Figure 11.1 Transvaginal ultrasound
scan showing a midsagittal view
of the uterus and endometrial
‘stripe’. The endometrial thickness is
measured to be 2.8 mm.100 Cases in Obstetrics and Gynaecology
28
ANSWER 11
Postmenopausal bleeding is considered to be caused by endometrial cancer until proven
otherwise. However only 10 per cent of women with postmenopausal bleeding are diagnosed
with endometrial cancer.
! Causes of postmenopausal bleeding
• Endometrial cancer
• Endometrial/endocervical polyp
• Endometrial hyperplasia
• Atrophic vaginitis
• Iatrogenic (anticoagulants, intrauterine device, hormone-replacement therapy)
• Infective (vaginal candidiasis)
In this case the endometrium is <3 mm on ultrasound, which effectively excludes an endometrial malignancy or polyp. The normal endometrial biopsy report confirms the absence
of endometrial pathology. The smear history is normal, and the cervix appears normal,
excluding cervical cancer. She is not taking any medication that may predispose to abnormal bleeding.
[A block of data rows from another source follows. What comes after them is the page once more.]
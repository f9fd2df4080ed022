//! Session configuration.
//!
//! # Invariants
//! - A validated config always carries a supported log level.
//! - `log_dir`, when set, is absolute.
//! - `top_count >= 1`.

use crate::logging::{default_log_level, parse_level};
use std::error::Error;
use std::fmt::{Display, Formatter};
use std::path::PathBuf;

/// Number of headline projects shown by default.
pub const DEFAULT_TOP_COUNT: usize = 2;
pub const DEFAULT_YEARS_IN_OPERATION: u32 = 12;

#[derive(Debug, Clone, PartialEq, Eq)]
pub enum ConfigError {
    InvalidLogLevel(String),
    EmptyLogDir,
    RelativeLogDir(PathBuf),
    ZeroTopCount,
}

impl Display for ConfigError {
    fn fmt(&self, f: &mut Formatter<'_>) -> std::fmt::Result {
        match self {
            Self::InvalidLogLevel(level) => write!(
                f,
                "unsupported log level `{level}`; expected trace|debug|info|warn|error"
            ),
            Self::EmptyLogDir => write!(f, "log_dir cannot be empty"),
            Self::RelativeLogDir(path) => {
                write!(f, "log_dir must be an absolute path, got `{}`", path.display())
            }
            Self::ZeroTopCount => write!(f, "top_count must be at least 1"),
        }
    }
}

impl Error for ConfigError {}

/// Settings for one catalog session.
#[derive(Debug, Clone, PartialEq, Eq)]
pub struct CatalogConfig {
    /// JSON payload path; `None` uses the bundled demo catalog.
    pub data_path: Option<PathBuf>,
    pub log_level: String,
    /// Log directory; `None` leaves file logging off.
    pub log_dir: Option<PathBuf>,
    /// How many top-funded projects to highlight.
    pub top_count: usize,
    /// Shown in the company description.
    pub years_in_operation: u32,
}

impl Default for CatalogConfig {
    fn default() -> Self {
        Self {
            data_path: None,
            log_level: default_log_level().to_string(),
            log_dir: None,
            top_count: DEFAULT_TOP_COUNT,
            years_in_operation: DEFAULT_YEARS_IN_OPERATION,
        }
    }
}

impl CatalogConfig {
    /// Checks invariants and normalizes the log level.
    pub fn validate(mut self) -> Result<Self, ConfigError> {
        self.log_level = parse_level(&self.log_level)
            .map_err(|_| ConfigError::InvalidLogLevel(self.log_level.clone()))?
            .to_string();

        if let Some(dir) = &self.log_dir {
            if dir.as_os_str().is_empty() {
                return Err(ConfigError::EmptyLogDir);
            }
            if !dir.is_absolute() {
                return Err(ConfigError::RelativeLogDir(dir.clone()));
            }
        }

        if self.top_count == 0 {
            return Err(ConfigError::ZeroTopCount);
        }

        Ok(self)
    }

    pub fn shell_settings(&self) -> ShellSettings {
        ShellSettings {
            top_count: self.top_count,
            years_in_operation: self.years_in_operation,
        }
    }
}

/// Presentation options consumed by the shell.
#[derive(Debug, Clone, Copy, PartialEq, Eq)]
pub struct ShellSettings {
    pub top_count: usize,
    pub years_in_operation: u32,
}

impl Default for ShellSettings {
    fn default() -> Self {
        Self {
            top_count: DEFAULT_TOP_COUNT,
            years_in_operation: DEFAULT_YEARS_IN_OPERATION,
        }
    }
}
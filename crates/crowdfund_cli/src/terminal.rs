//! Terminal rendering surfaces.
//!
//! # Responsibility
//! - Print shell output as plain text or JSON lines on stdout.
//!
//! # Invariants
//! - Each `replace_cards` call prints one complete card block; nothing is
//!   patched in place.

use crowdfund_core::{
    CardSurface, CardViewModel, DescriptionSurface, DisplaySurfaces, HighlightSurface,
    SummarySurface, SummaryView, TopPerformersView,
};
use serde_json::json;

const BAR_WIDTH: usize = 20;

#[derive(Debug, Clone, Copy, PartialEq, Eq)]
pub enum OutputFormat {
    Text,
    Json,
}

/// Writes every region to stdout.
#[derive(Debug, Clone, Copy)]
pub struct TerminalSurface {
    format: OutputFormat,
}

impl TerminalSurface {
    pub fn new(format: OutputFormat) -> Self {
        Self { format }
    }

    pub fn surfaces(self) -> DisplaySurfaces {
        DisplaySurfaces {
            cards: Box::new(self),
            summary: Box::new(self),
            highlights: Box::new(self),
            description: Box::new(self),
        }
    }
}

impl CardSurface for TerminalSurface {
    fn replace_cards(&mut self, cards: &[CardViewModel]) {
        match self.format {
            OutputFormat::Json => println!("{}", json!({ "cards": cards })),
            OutputFormat::Text => {
                println!("--- {} game(s) ---", cards.len());
                for card in cards {
                    println!("{}", card_block(card));
                }
            }
        }
    }
}

impl SummarySurface for TerminalSurface {
    fn show_summary(&mut self, summary: &SummaryView) {
        match self.format {
            OutputFormat::Json => println!("{}", json!({ "summary": summary })),
            OutputFormat::Text => {
                println!("Individual contributions: {}", summary.backers_label);
                println!("Total raised: {}", summary.pledged_label);
                println!("Games: {}", summary.games_label);
            }
        }
    }
}

impl HighlightSurface for TerminalSurface {
    fn show_top_performers(&mut self, top: &TopPerformersView) {
        match self.format {
            OutputFormat::Json => println!("{}", json!({ "top_performers": top })),
            OutputFormat::Text => {
                for (rank, name) in top.names.iter().enumerate() {
                    println!("#{} funded: {name}", rank + 1);
                }
            }
        }
    }
}

impl DescriptionSurface for TerminalSurface {
    fn show_description(&mut self, text: &str) {
        match self.format {
            OutputFormat::Json => println!("{}", json!({ "description": text })),
            OutputFormat::Text => println!("{text}"),
        }
    }
}

fn card_block(card: &CardViewModel) -> String {
    format!(
        "== {} ==\n{}\nimage: {}\nBackers: {} | Pledged: {} | Goal: {}\n[{}] {}\n",
        card.name,
        card.description,
        card.image,
        card.backers_label,
        card.pledged_label,
        card.goal_label,
        progress_bar(card.progress_width),
        card.funded_label
    )
}

fn progress_bar(width_percent: u8) -> String {
    let filled = usize::from(width_percent.min(100)) * BAR_WIDTH / 100;
    format!("{}{}", "#".repeat(filled), "-".repeat(BAR_WIDTH - filled))
}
The diagnosis of atrophic vaginitis can therefore be made by exclusion of serious causes, and
is backed up by the history of vaginal dryness at sexual intercourse and the atrophic vulva
and vagina noted on examination.
Management
Treatment is hormonal with a course of topical oestrogen given daily for 3 weeks and then
twice weekly for maintenance, for an initial period of 2–3 months. An alternative solution is
to give a combined form of systemic HRT to protect the endometrium.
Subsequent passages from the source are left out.